*** Opening of SOURCE DATA ***

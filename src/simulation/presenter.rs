//! Translates simulation state into an ordered list of draw commands
//!
//! The presenter knows nothing about any graphics backend. Front ends replay
//! the commands in order (painter's algorithm) using screen coordinates with
//! the origin at the top-left corner.

use super::config::{TRAFFIC_SHEET_FRAMES, TREE_SHEET_FRAMES};
use super::types::{Position, Rect};
use super::world::SimWorld;

/// RGBA color, 8 bits per channel
#[derive(Debug, Clone, Copy, PartialEq, Eq)]
pub struct Color {
    pub r: u8,
    pub g: u8,
    pub b: u8,
    pub a: u8,
}

impl Color {
    pub const fn rgba(r: u8, g: u8, b: u8, a: u8) -> Self {
        Self { r, g, b, a }
    }

    pub const WHITE: Color = Color::rgba(255, 255, 255, 255);
    pub const RAY_WHITE: Color = Color::rgba(245, 245, 245, 255);
    pub const GREEN: Color = Color::rgba(0, 228, 48, 255);
    pub const GRAY: Color = Color::rgba(130, 130, 130, 255);
    pub const BLACK: Color = Color::rgba(0, 0, 0, 255);

    /// Tint for the player while invulnerable
    pub const INVULNERABLE_TINT: Color = Color::rgba(0, 0, 0, 100);

    /// Dimming layer drawn over the field once the game ends
    pub const GAME_OVER_OVERLAY: Color = Color::rgba(0, 0, 0, 180);
}

/// Texture a sprite command samples from
#[derive(Debug, Clone, Copy, PartialEq, Eq, Hash)]
pub enum Texture {
    Player,
    TrafficSheet,
    TreeSheet,
}

#[derive(Debug, Clone, PartialEq)]
pub enum DrawCommand {
    Clear(Color),
    FillRect {
        rect: Rect,
        color: Color,
    },
    /// Draw `source` (or the whole texture if `None`) with its top-left corner at `position`
    Sprite {
        texture: Texture,
        source: Option<Rect>,
        position: Position,
        tint: Color,
    },
    Text {
        text: String,
        position: Position,
        size: f32,
        color: Color,
    },
}

const HUD_FONT_SIZE: f32 = 20.0;
const BANNER_FONT_SIZE: f32 = 50.0;
const HUD_MARGIN: f32 = 10.0;
const LIVES_LABEL_WIDTH: f32 = 100.0;
const LANE_DIVIDER_WIDTH: f32 = 2.0;

/// Builds the draw list for a frame
#[derive(Debug, Default, Clone, Copy)]
pub struct RenderPresenter;

impl RenderPresenter {
    pub fn present(&self, world: &SimWorld) -> Vec<DrawCommand> {
        let width = world.config.field_width;
        let height = world.config.field_height;
        let state = &world.state;
        let mut commands = Vec::new();

        commands.push(DrawCommand::Clear(Color::RAY_WHITE));
        self.push_road(&mut commands, width, height);

        let player = &state.player;
        commands.push(DrawCommand::Sprite {
            texture: Texture::Player,
            source: None,
            position: Position::new(player.position.x.trunc(), player.position.y.trunc()),
            tint: if player.vulnerable {
                Color::WHITE
            } else {
                Color::INVULNERABLE_TINT
            },
        });

        let vehicle_sprite = world.config.vehicle_sprite();
        for vehicle in &world.traffic.vehicles {
            let frame = (vehicle.sprite_index % TRAFFIC_SHEET_FRAMES as usize) as f32;
            commands.push(DrawCommand::Sprite {
                texture: Texture::TrafficSheet,
                source: Some(Rect::new(
                    frame * vehicle_sprite.width,
                    0.0,
                    vehicle_sprite.width,
                    vehicle_sprite.height,
                )),
                position: vehicle.position,
                tint: Color::WHITE,
            });
        }

        let tree_sprite = world.config.tree_sprite();
        for tree in &world.scenery.trees {
            let frame = (tree.variant % TREE_SHEET_FRAMES as usize) as f32;
            commands.push(DrawCommand::Sprite {
                texture: Texture::TreeSheet,
                source: Some(Rect::new(
                    frame * tree_sprite.width,
                    0.0,
                    tree_sprite.width,
                    tree_sprite.height,
                )),
                position: tree.position,
                tint: Color::WHITE,
            });
        }

        commands.push(DrawCommand::Text {
            text: format!("Score: {}", state.score),
            position: Position::new(HUD_MARGIN, HUD_MARGIN),
            size: HUD_FONT_SIZE,
            color: Color::WHITE,
        });
        commands.push(DrawCommand::Text {
            text: format!("Lives: {}", state.lives),
            position: Position::new(width - LIVES_LABEL_WIDTH, HUD_MARGIN),
            size: HUD_FONT_SIZE,
            color: Color::WHITE,
        });

        if state.game_over {
            commands.push(DrawCommand::FillRect {
                rect: Rect::new(0.0, 0.0, width, height),
                color: Color::GAME_OVER_OVERLAY,
            });
            commands.push(DrawCommand::Text {
                text: if state.game_won { "You Won!" } else { "Game Over!" }.to_string(),
                position: Position::new((width / 5.0).floor(), (height / 3.0).floor()),
                size: BANNER_FONT_SIZE,
                color: Color::WHITE,
            });
        }

        commands
    }

    /// Verges, asphalt and the two lane dividers
    fn push_road(&self, commands: &mut Vec<DrawCommand>, width: f32, height: f32) {
        let third = (width / 3.0).floor();
        let ninth = (width / 9.0).floor();

        commands.push(DrawCommand::FillRect {
            rect: Rect::new(0.0, 0.0, third, height),
            color: Color::GREEN,
        });
        commands.push(DrawCommand::FillRect {
            rect: Rect::new(2.0 * third, 0.0, third, height),
            color: Color::GREEN,
        });
        commands.push(DrawCommand::FillRect {
            rect: Rect::new(third, 0.0, third, height),
            color: Color::GRAY,
        });
        for divider in 1..=2 {
            commands.push(DrawCommand::FillRect {
                rect: Rect::new(
                    third + divider as f32 * ninth - 1.0,
                    0.0,
                    LANE_DIVIDER_WIDTH,
                    height,
                ),
                color: Color::BLACK,
            });
        }
    }
}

*** Close of SOURCE DATA ***

## ACTIVITY:
Reproduce every line above containing "floor".

## EXERCISE RESULT:
                position: Position::new((width / 5.0).floor(), (height / 3.0).floor()),
        let third = (width / 3.0).floor();
        let ninth = (width / 9.0).floor();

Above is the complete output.